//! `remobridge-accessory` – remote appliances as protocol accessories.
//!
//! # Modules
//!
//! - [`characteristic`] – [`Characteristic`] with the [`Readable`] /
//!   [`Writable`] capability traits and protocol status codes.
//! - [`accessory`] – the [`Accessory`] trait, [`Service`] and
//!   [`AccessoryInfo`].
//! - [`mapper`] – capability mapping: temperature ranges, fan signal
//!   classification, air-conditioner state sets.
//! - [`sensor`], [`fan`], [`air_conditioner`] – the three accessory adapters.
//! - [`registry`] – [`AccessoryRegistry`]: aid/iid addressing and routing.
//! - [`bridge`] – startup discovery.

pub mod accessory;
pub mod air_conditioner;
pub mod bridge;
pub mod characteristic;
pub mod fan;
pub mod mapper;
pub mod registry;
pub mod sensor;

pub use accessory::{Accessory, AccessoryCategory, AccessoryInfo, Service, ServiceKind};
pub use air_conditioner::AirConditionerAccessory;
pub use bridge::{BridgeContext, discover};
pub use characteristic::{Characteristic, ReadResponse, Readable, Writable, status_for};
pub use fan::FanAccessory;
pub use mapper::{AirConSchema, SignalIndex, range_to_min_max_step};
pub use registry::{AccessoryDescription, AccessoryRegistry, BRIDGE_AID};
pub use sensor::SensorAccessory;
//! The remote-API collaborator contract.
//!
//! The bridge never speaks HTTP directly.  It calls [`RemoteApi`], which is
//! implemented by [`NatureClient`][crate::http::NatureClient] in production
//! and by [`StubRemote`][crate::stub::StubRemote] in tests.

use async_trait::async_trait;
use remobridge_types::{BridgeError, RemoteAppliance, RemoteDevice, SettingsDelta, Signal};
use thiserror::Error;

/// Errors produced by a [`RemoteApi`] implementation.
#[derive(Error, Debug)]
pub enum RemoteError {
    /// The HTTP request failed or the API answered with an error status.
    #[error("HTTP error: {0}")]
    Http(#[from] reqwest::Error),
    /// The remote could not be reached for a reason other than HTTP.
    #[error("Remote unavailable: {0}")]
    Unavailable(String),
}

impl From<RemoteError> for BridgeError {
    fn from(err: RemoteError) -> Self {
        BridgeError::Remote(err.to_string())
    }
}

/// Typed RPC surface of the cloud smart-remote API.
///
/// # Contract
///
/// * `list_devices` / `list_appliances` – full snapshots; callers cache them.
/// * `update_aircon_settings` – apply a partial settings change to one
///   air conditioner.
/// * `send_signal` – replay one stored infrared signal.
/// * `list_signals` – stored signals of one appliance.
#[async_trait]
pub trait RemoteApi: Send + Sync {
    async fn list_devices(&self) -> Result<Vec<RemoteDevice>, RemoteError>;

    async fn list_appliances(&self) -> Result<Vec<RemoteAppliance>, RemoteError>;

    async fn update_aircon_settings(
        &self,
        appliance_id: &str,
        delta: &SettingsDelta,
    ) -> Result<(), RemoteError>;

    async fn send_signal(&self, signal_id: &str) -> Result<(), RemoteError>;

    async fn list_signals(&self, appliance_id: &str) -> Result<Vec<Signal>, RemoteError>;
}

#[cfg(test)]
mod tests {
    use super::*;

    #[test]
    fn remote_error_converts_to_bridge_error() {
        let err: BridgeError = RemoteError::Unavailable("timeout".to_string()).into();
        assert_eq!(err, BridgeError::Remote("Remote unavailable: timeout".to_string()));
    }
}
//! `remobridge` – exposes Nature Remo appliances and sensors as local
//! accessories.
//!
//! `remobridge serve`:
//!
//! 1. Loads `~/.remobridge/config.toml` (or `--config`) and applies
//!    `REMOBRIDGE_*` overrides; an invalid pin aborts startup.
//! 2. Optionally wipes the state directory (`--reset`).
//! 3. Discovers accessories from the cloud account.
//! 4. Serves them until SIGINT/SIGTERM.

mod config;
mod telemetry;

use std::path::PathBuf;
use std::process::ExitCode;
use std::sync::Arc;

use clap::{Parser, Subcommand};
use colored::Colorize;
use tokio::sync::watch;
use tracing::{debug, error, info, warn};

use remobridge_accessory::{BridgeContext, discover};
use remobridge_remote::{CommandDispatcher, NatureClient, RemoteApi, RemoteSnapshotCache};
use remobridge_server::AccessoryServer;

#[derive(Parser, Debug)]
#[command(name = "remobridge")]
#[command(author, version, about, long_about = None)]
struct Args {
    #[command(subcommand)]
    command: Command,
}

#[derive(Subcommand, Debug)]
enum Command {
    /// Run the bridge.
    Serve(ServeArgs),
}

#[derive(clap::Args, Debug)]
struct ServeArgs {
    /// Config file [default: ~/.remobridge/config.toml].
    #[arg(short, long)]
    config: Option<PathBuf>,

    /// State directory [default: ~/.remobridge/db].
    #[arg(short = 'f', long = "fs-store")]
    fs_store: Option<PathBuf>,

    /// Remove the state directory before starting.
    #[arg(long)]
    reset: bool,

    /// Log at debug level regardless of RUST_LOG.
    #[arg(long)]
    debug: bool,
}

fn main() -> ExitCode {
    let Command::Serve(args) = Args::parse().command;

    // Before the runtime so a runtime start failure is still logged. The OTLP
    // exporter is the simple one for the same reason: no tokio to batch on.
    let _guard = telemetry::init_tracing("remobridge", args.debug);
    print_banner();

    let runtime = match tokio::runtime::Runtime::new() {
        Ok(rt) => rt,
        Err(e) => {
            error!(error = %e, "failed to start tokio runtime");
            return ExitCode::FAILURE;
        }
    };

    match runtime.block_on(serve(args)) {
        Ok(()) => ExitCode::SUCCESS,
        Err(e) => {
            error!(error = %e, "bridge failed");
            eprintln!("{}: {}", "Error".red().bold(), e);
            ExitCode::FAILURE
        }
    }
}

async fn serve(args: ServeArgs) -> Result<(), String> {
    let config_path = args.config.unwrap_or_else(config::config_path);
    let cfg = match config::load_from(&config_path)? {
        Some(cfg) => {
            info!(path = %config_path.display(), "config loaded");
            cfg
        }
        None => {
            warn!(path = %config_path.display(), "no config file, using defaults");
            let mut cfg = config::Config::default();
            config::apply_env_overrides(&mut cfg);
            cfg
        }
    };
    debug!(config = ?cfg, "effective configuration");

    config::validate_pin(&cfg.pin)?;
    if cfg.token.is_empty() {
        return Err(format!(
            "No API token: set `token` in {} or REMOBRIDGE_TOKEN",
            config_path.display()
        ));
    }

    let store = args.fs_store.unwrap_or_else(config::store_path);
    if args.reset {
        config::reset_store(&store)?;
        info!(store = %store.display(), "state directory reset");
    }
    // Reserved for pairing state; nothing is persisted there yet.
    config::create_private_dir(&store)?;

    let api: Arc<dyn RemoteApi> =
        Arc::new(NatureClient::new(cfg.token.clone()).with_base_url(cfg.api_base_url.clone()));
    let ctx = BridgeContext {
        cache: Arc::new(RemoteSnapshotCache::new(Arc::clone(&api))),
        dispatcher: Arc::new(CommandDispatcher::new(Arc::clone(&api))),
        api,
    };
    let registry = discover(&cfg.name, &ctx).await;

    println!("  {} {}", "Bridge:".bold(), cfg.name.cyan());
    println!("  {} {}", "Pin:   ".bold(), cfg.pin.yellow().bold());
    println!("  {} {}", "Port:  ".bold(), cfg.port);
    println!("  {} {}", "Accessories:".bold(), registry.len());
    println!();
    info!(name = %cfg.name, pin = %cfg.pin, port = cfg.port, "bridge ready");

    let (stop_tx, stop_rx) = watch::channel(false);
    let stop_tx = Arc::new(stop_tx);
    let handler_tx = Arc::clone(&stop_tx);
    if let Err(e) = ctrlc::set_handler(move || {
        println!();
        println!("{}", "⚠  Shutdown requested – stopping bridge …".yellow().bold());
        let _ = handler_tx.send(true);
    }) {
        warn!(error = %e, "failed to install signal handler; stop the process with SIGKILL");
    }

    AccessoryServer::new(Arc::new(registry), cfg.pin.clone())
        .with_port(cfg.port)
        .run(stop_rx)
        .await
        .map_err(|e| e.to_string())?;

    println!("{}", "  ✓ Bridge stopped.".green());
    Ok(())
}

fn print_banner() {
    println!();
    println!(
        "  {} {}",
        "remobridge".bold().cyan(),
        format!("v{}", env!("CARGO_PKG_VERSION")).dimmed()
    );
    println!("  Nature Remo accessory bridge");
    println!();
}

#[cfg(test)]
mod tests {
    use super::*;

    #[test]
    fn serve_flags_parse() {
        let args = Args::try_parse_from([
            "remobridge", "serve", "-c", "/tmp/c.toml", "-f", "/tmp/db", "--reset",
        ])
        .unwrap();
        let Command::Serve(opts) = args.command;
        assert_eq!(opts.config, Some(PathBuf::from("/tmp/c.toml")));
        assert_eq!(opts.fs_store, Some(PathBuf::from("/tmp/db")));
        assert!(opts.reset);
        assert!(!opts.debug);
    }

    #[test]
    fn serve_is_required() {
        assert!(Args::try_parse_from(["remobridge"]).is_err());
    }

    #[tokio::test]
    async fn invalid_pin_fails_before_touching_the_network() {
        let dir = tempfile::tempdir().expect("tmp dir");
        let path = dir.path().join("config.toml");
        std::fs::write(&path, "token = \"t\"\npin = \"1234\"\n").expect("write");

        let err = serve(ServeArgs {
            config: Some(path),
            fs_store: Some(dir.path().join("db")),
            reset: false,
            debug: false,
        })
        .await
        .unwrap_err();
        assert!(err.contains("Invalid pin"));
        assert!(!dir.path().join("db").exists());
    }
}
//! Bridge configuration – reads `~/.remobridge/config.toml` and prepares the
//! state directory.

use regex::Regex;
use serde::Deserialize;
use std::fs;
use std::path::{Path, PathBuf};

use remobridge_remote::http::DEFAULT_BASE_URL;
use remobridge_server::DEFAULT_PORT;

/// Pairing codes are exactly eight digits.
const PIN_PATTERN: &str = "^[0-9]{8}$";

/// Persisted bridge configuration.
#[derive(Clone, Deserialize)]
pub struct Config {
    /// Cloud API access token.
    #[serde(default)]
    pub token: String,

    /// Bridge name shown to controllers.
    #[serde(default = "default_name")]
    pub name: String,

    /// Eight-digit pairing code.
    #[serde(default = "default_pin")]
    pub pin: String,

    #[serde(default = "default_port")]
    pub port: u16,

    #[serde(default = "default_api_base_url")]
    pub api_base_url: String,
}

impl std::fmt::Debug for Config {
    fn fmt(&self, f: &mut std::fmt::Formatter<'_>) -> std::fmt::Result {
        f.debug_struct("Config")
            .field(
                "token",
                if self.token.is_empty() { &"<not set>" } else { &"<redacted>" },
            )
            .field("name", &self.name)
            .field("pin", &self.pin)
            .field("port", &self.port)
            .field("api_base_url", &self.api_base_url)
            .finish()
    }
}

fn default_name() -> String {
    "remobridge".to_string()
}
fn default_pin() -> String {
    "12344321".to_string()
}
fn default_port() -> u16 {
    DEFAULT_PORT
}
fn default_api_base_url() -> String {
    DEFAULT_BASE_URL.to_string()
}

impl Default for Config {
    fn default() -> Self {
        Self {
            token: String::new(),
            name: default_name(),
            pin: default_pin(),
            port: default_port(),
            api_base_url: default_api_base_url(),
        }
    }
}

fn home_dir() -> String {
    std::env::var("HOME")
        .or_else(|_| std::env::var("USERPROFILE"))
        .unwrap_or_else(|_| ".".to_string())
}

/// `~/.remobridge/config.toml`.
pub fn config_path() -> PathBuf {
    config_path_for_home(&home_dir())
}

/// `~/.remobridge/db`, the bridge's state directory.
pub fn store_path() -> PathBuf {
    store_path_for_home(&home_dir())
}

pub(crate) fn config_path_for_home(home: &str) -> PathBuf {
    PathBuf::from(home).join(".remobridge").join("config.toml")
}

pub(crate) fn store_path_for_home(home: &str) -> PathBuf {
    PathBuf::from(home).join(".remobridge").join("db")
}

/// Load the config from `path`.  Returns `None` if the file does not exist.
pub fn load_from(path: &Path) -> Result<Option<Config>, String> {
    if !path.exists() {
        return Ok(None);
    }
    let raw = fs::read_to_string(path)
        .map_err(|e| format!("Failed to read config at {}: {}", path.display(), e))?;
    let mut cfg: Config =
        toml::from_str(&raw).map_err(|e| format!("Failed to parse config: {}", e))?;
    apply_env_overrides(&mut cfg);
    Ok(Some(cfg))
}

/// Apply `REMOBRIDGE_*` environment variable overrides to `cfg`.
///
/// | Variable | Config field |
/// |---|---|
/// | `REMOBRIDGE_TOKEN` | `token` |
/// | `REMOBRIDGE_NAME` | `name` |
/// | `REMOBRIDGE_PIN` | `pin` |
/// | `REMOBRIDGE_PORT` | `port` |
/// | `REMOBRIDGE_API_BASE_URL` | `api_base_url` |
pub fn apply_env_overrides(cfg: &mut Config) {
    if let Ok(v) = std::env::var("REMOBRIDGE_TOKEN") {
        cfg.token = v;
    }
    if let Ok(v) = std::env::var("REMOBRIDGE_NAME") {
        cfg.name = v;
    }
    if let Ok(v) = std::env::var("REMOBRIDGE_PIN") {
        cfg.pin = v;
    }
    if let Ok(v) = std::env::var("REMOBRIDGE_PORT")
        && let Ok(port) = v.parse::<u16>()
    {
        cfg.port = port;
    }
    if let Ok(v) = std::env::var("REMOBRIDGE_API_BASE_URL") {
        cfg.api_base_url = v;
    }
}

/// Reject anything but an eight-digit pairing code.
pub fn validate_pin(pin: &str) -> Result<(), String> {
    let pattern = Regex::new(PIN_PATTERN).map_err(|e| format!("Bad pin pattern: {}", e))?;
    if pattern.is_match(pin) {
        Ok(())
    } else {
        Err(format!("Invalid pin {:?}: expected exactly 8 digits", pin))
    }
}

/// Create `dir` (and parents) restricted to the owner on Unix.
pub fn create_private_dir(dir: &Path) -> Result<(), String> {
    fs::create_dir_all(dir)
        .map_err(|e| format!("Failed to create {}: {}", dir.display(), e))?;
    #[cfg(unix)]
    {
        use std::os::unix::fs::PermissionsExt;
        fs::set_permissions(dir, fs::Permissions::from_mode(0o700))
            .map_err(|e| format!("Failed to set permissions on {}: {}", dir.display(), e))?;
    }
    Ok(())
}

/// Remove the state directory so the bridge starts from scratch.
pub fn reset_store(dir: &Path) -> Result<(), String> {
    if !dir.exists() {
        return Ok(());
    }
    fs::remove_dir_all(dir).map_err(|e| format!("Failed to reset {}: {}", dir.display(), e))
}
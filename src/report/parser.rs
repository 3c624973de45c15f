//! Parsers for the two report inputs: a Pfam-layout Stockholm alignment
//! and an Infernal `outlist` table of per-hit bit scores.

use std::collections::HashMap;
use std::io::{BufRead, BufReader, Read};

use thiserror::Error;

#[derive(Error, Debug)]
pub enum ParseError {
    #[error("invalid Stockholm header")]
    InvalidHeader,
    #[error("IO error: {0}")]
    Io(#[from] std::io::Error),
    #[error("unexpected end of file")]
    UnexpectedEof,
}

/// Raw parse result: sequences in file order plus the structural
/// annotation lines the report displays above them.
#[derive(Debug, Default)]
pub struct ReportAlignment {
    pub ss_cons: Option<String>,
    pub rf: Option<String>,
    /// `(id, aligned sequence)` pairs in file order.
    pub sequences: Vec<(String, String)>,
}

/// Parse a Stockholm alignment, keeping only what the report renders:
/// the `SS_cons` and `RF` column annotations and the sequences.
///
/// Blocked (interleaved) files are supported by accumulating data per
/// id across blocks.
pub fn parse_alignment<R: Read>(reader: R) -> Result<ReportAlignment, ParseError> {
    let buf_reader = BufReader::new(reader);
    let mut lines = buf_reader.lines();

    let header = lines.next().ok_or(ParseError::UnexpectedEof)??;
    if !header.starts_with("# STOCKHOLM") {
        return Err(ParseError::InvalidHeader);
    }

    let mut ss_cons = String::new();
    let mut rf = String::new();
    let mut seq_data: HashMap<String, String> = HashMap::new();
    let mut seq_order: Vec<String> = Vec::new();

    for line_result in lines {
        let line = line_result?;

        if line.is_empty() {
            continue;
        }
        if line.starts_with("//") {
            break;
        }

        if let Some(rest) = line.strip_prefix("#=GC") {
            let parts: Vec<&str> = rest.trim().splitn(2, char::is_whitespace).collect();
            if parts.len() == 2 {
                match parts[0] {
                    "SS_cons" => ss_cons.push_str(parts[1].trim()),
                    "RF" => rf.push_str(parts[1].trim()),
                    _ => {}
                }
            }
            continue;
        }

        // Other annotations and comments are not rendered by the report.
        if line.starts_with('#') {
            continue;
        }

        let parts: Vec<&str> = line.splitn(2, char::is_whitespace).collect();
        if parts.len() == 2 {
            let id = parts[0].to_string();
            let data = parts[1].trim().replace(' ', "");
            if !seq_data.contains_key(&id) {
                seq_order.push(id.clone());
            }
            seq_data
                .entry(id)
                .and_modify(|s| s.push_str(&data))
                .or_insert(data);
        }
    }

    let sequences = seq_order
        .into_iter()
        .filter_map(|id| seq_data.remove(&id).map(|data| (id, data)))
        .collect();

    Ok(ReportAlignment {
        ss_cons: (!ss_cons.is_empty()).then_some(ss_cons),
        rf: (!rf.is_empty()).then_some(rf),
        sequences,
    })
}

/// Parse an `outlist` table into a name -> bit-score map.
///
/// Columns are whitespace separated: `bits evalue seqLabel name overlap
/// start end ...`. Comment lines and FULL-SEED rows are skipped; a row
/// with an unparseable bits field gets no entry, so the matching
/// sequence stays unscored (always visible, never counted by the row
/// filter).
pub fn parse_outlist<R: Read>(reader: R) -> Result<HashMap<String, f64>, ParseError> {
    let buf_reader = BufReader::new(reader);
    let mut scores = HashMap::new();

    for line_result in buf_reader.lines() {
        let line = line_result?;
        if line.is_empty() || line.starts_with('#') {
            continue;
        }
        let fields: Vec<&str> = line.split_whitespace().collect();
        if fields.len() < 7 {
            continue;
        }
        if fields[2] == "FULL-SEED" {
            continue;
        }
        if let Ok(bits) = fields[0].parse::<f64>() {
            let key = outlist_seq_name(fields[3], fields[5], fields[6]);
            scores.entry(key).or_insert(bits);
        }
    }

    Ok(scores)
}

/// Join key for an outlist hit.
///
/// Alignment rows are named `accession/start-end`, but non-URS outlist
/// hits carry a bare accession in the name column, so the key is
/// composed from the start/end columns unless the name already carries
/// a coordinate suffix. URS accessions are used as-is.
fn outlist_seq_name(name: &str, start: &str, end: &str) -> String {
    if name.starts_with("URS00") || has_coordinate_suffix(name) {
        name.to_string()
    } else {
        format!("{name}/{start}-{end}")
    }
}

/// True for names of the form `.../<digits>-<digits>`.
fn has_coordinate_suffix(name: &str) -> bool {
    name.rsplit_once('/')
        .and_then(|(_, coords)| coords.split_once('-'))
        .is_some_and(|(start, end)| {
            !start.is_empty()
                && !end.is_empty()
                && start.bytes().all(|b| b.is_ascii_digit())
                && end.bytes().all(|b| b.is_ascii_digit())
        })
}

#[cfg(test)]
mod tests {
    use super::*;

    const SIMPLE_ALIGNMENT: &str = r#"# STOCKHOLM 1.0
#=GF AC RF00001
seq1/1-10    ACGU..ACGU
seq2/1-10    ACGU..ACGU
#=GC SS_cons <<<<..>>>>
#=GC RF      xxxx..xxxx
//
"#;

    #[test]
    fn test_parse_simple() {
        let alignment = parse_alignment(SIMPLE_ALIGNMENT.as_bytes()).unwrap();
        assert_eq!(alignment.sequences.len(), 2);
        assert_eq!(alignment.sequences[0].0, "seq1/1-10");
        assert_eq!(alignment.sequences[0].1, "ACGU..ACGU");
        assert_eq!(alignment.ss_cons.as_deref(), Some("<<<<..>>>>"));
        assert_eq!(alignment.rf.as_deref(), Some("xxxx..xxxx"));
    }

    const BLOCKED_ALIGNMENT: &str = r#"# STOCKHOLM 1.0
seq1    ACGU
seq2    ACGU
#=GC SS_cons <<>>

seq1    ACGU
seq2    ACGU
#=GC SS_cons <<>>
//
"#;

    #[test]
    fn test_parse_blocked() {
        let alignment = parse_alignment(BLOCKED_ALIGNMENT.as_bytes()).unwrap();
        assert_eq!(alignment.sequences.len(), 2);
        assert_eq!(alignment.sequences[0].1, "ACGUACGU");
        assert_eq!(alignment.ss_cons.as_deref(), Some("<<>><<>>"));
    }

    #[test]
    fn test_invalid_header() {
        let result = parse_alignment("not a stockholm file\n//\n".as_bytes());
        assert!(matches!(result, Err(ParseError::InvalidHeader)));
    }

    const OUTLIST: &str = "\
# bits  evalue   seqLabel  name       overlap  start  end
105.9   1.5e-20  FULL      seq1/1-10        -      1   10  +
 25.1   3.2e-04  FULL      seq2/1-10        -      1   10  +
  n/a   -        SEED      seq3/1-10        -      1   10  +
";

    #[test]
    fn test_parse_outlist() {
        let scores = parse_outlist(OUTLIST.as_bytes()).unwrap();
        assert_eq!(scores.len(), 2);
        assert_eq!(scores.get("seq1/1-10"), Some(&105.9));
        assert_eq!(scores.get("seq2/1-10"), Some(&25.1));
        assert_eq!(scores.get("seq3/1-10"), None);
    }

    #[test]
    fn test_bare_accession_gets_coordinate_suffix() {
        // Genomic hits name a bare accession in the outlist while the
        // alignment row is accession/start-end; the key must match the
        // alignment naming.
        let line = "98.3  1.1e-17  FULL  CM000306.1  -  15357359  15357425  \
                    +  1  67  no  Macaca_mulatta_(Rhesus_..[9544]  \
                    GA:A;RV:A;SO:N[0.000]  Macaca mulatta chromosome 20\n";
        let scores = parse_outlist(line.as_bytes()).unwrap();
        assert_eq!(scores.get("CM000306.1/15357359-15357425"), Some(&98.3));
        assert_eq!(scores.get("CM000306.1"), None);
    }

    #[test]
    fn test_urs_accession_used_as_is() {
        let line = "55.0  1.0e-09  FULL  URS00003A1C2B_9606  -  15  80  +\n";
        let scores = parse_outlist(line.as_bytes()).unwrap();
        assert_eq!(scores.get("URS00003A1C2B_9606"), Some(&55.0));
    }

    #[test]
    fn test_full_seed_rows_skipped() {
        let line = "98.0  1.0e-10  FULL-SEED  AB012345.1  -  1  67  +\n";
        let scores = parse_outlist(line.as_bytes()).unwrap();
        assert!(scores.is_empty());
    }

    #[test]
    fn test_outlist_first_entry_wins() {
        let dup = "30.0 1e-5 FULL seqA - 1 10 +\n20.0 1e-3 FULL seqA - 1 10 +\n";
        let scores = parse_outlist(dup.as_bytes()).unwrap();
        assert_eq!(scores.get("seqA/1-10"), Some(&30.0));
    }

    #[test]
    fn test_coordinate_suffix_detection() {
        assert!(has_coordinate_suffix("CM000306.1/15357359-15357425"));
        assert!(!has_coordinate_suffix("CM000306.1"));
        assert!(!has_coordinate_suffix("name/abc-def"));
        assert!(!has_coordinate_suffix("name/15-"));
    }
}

═══

**WHAT TO PRODUCE:** Check each line of the records for the word "opts", and show the lines that contain it.

**SOLUTION:**
        let Command::Serve(opts) = args.command;
        assert_eq!(opts.config, Some(PathBuf::from("/tmp/c.toml")));
        assert_eq!(opts.fs_store, Some(PathBuf::from("/tmp/db")));
        assert!(opts.reset);
        assert!(!opts.debug);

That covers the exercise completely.